Today has been a crazy day. I went nowhere. It was supposed to storm...or at least rain...or at least sprinkle. But it did none of the above. So I stayed home like a good heart baby mommy (yes - we still go nowhere when germs might exist). I didn't even drive to Starbucks or something of the like just to leave the house. Boring.
Emerson asked to watch Tangled twice...She's becoming quite the princess movie watching little girl. I hoped this day would come, and now that it has, I didn't quite think about how she would just want to watch the same exact princess movie over and over again. It's a really cute movie so I don't mind watching it over.and.over.again. But sometimes I would like to watch something else... anything else. Well, except for Team Umizoomi... (I am not a fan of the belly screen if you couldn't tell...)
Robert is quite the man-diva. (Is that a word? I think I just made a new word! Yea, me!) He likes to wake up slowly. By slowly, I mean, he wakes up very alert and wants the world to stop so he can "adjust" (i.e. no extra sensory activity than absolutely needed). Emerson, on the other hand, wants him to have every toy available at that moment. So she immediately goes off to round up these toys and bring them to him one by one. Sweet, I know... But really? Do we need all these (and on my bed nonetheless)?
I guess its just her thing...making a mess I mean. This is Emerson's room after her nap (see pic below). I have always kept toys out of her bedroom (it helps with sleep patterns...no distractions...). But now that she is interested in books (without my prompting), she pulls them out herself when she doesn't want to sleep (during naps and complete darkness at night). I guess I shouldn't complain...But I do get tired of stacking books by height (yes, OCD self is trying to force tendencies on 2 year old child - JUST KIDDING!). [Not really on the kidding part. I seriously wouldn't mind if she was super obsessed with keeping things in order.]

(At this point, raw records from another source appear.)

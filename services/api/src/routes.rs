use crate::infra::AppState;
use axum::http::{header, StatusCode};
use axum::response::IntoResponse;
use axum::Extension;
use axum::Json;
use catnet_intake::workflows::assessment::{intake_router, IntakeGateway, SubmissionSink};
use serde_json::json;
use std::sync::Arc;

pub(crate) fn with_assessment_routes<S>(gateway: Arc<IntakeGateway<S>>) -> axum::Router
where
    S: SubmissionSink + 'static,
{
    intake_router(gateway)
        .route("/health", axum::routing::get(healthcheck))
        .route("/ready", axum::routing::get(readiness_endpoint))
        .route("/metrics", axum::routing::get(metrics_endpoint))
}

pub(crate) async fn healthcheck() -> Json<serde_json::Value> {
    Json(json!({ "status": "ok" }))
}

pub(crate) async fn readiness_endpoint(Extension(state): Extension<AppState>) -> impl IntoResponse {
    let ready = state.readiness.load(std::sync::atomic::Ordering::Relaxed);
    let status = if ready {
        StatusCode::OK
    } else {
        StatusCode::SERVICE_UNAVAILABLE
    };

    let payload = if ready {
        json!({ "status": "ready" })
    } else {
        json!({ "status": "initializing" })
    };

    (status, Json(payload))
}

pub(crate) async fn metrics_endpoint(Extension(state): Extension<AppState>) -> impl IntoResponse {
    (
        StatusCode::OK,
        [(header::CONTENT_TYPE, "text/plain; version=0.0.4")],
        state.metrics.render(),
    )
}
use super::common::*;
use crate::i18n::Locale;
use crate::workflows::assessment::domain::{AssessmentError, BasicField, IntakeStage};
use crate::workflows::assessment::questions::ScoredQuestion;
use crate::workflows::assessment::scoring::ScoringConfig;
use crate::workflows::assessment::session::{BasicInfoUpdate, IntakeSession};

#[test]
fn advance_is_blocked_while_a_required_field_is_empty() {
    let mut session = IntakeSession::new(Locale::Zh);
    let mut update = basic_info();
    update.window_count = Some(String::new());
    session.update_basic(update).expect("update applies");

    match session.advance() {
        Err(AssessmentError::MissingBasicFields(fields)) => {
            assert_eq!(fields, vec![BasicField::WindowCount]);
        }
        other => panic!("expected missing-field error, got {other:?}"),
    }
    assert_eq!(session.stage(), IntakeStage::BasicInfo);
}

#[test]
fn whitespace_only_input_counts_as_empty() {
    let mut session = IntakeSession::new(Locale::Zh);
    let mut update = basic_info();
    update.address = Some("   ".to_string());
    session.update_basic(update).expect("update applies");

    match session.advance() {
        Err(AssessmentError::MissingBasicFields(fields)) => {
            assert_eq!(fields, vec![BasicField::Address]);
        }
        other => panic!("expected missing-field error, got {other:?}"),
    }
}

#[test]
fn missing_field_error_maps_to_fill_all_notice() {
    let error = AssessmentError::MissingBasicFields(vec![BasicField::Address]);
    assert_eq!(error.notice_key(), Some("toast.fillAll"));

    let error = AssessmentError::UnansweredQuestions(vec![ScoredQuestion::CatCount]);
    assert_eq!(error.notice_key(), Some("toast.completeAll"));
}

#[test]
fn advance_is_blocked_until_every_question_is_answered() {
    let mut session = session_at_questions(Locale::Zh);
    for (question, value) in low_boundary_answers().into_iter().take(5) {
        session.answer(question, value).expect("answer accepted");
    }

    match session.advance() {
        Err(AssessmentError::UnansweredQuestions(questions)) => {
            assert_eq!(questions, vec![ScoredQuestion::Expectation]);
        }
        other => panic!("expected unanswered-question error, got {other:?}"),
    }
    assert_eq!(session.stage(), IntakeStage::ScoredQuestions);
}

#[test]
fn cat_count_rejects_zero_because_its_minimum_option_is_one() {
    let mut session = session_at_questions(Locale::Zh);

    match session.answer(ScoredQuestion::CatCount, 0) {
        Err(AssessmentError::OptionOutOfRange { question, value }) => {
            assert_eq!(question, ScoredQuestion::CatCount);
            assert_eq!(value, 0);
        }
        other => panic!("expected out-of-range error, got {other:?}"),
    }
    assert_eq!(session.draft().answers.get(ScoredQuestion::CatCount), None);
}

#[test]
fn rejected_value_leaves_previous_answer_in_place() {
    let mut session = session_at_questions(Locale::Zh);
    session
        .answer(ScoredQuestion::WindowBehavior, 2)
        .expect("valid answer accepted");

    session
        .answer(ScoredQuestion::WindowBehavior, 9)
        .expect_err("out-of-domain value rejected");
    assert_eq!(
        session.draft().answers.get(ScoredQuestion::WindowBehavior),
        Some(2)
    );
}

#[test]
fn wire_sentinel_is_not_an_acceptable_answer() {
    let mut session = session_at_questions(Locale::Zh);
    session
        .answer(ScoredQuestion::Personality, -1)
        .expect_err("sentinel rejected");
}

#[test]
fn back_navigation_preserves_collected_data() {
    let mut session = confirmed_session(Locale::Zh);

    session.back().expect("back to scored questions");
    session.back().expect("back to basic info");
    assert_eq!(session.stage(), IntakeStage::BasicInfo);
    assert_eq!(session.draft().address, "Flat 12B, Harbour View Court");
    assert_eq!(
        session.draft().answers.get(ScoredQuestion::CatCount),
        Some(2)
    );

    session.advance().expect("forward again");
    session.advance().expect("answers survived the round trip");
    assert_eq!(session.stage(), IntakeStage::Confirmation);
}

#[test]
fn back_is_rejected_at_the_initial_stage() {
    let mut session = IntakeSession::new(Locale::Zh);
    match session.back() {
        Err(AssessmentError::NoBackwardTransition) => {}
        other => panic!("expected no-backward error, got {other:?}"),
    }
}

#[test]
fn reset_restores_a_pristine_draft_from_any_stage() {
    let mut session = confirmed_session(Locale::En);
    session.reset();
    assert_eq!(session.stage(), IntakeStage::BasicInfo);
    assert!(session.draft().address.is_empty());
    assert!(session.draft().answers.unanswered().len() == 6);
    // Locale is a display preference, not draft data.
    assert_eq!(session.locale(), Locale::En);
}

#[test]
fn finalize_defaults_an_empty_door_count_to_zero() {
    let mut session = IntakeSession::new(Locale::Zh);
    let mut update = basic_info();
    update.door_count = Some(String::new());
    session.update_basic(update).expect("update applies");
    session.advance().expect("to scored questions");
    for (question, value) in low_boundary_answers() {
        session.answer(question, value).expect("answer accepted");
    }
    session.advance().expect("to confirmation");

    let assessment = session
        .finalize(&ScoringConfig::default())
        .expect("finalizes");
    assert_eq!(assessment.door_count, "0");
}

#[test]
fn finalize_requires_reaching_confirmation() {
    let session = session_at_questions(Locale::Zh);
    match session.finalize(&ScoringConfig::default()) {
        Err(AssessmentError::StageMismatch { expected, actual }) => {
            assert_eq!(expected, IntakeStage::Confirmation);
            assert_eq!(actual, IntakeStage::ScoredQuestions);
        }
        other => panic!("expected stage mismatch, got {other:?}"),
    }
}

#[test]
fn partial_updates_merge_without_clearing_other_fields() {
    let mut session = IntakeSession::new(Locale::Zh);
    session.update_basic(basic_info()).expect("full update");
    session
        .update_basic(BasicInfoUpdate {
            floor_level: Some("22".to_string()),
            ..BasicInfoUpdate::default()
        })
        .expect("partial update");

    assert_eq!(session.draft().floor_level, "22");
    assert_eq!(session.draft().window_count, "6");
}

Mister Robert has been one needy baby today. He is extremely needy every single day, but today, I put him down only to change his diaper. I think I also got about 20 minutes of playing on his mat too. But I still had to be playing with him so that doesn't help me much in doing anything else. But my arms got a break at least. I do feel bad for Emerson on these days. She doesn't get much mommy time when he is like this. And it makes me feel even worse when I think back to her at this age, when I would let her cry it out (just a bit) so she didn't become so dependant on me. Unfortunately, Robert is not able to cry it out...think blue baby... His O2 sats drop into the 70s when he gets upset. Not good.
These pictures are actually from yesterday (Friday)...It makes me feel better knowing that we actually did an activity versus just doing whatever to just survive like today. She made her Granddaddy a picture. It may not look like much, BUT she used markers, glue, and scissors to create this masterpiece. Gasp! I know...Granddaddy better be proud. And it better be hanging in his office. Emerson has mentioned it about 100 times today wondering if Granddaddy found his tape yet (you know...to hang her picture).
It's almost 9pm now (exciting Saturday night, right?)...And I am blogging with a baby on my lap. He's *trying* to sleep. I say that because he sleeps a lot, but at the same time, doesn't sleep enough (at least long enough and hard enough apparently). I am beyond tired. I think doing a lot of nothing like today actually made me more tired than usual. It's times like these that I look forward to sleep.
Bedtime for Emerson is approximately 7-7:30. And it is definitely the hardest part of the day. She has always been a champ when it came to going to bed or naps. But in the past few months, it has just become a disaster unless she is beyond tired to fight about it. She sleeps well (for the most part) once she finally passes out, but its hard to get her there. I wish I was able to read her endless stories, lay down with her, etc., but I just can't do it. I have an 8 month old on a feeding pump with a heart condition usually crying in the other room. And unfortunately, when it comes to these types of things, he has priority right now. I guess this is when I would be able to tag team with that other person who should be actively involved in our home life, but that isn't an option. I keep telling myself, "this too shall pass". I sure hope so! It is heartbreaking hearing her upset at night only wanting me to stay with her. I just don't have any other option. I am not sure who actually reads any of this, but maybe someone out there can send up a little prayer for me about this. It really bothers me that I can't comfort Emerson when she is upset at bedtime.
On another note...I am trying to get back to my blog. I actually have quite a few posts that are still "drafts". I never posted them...Maybe its time to get those up so you can see what we have all been doing and, most importantly, how Robert has been progressing.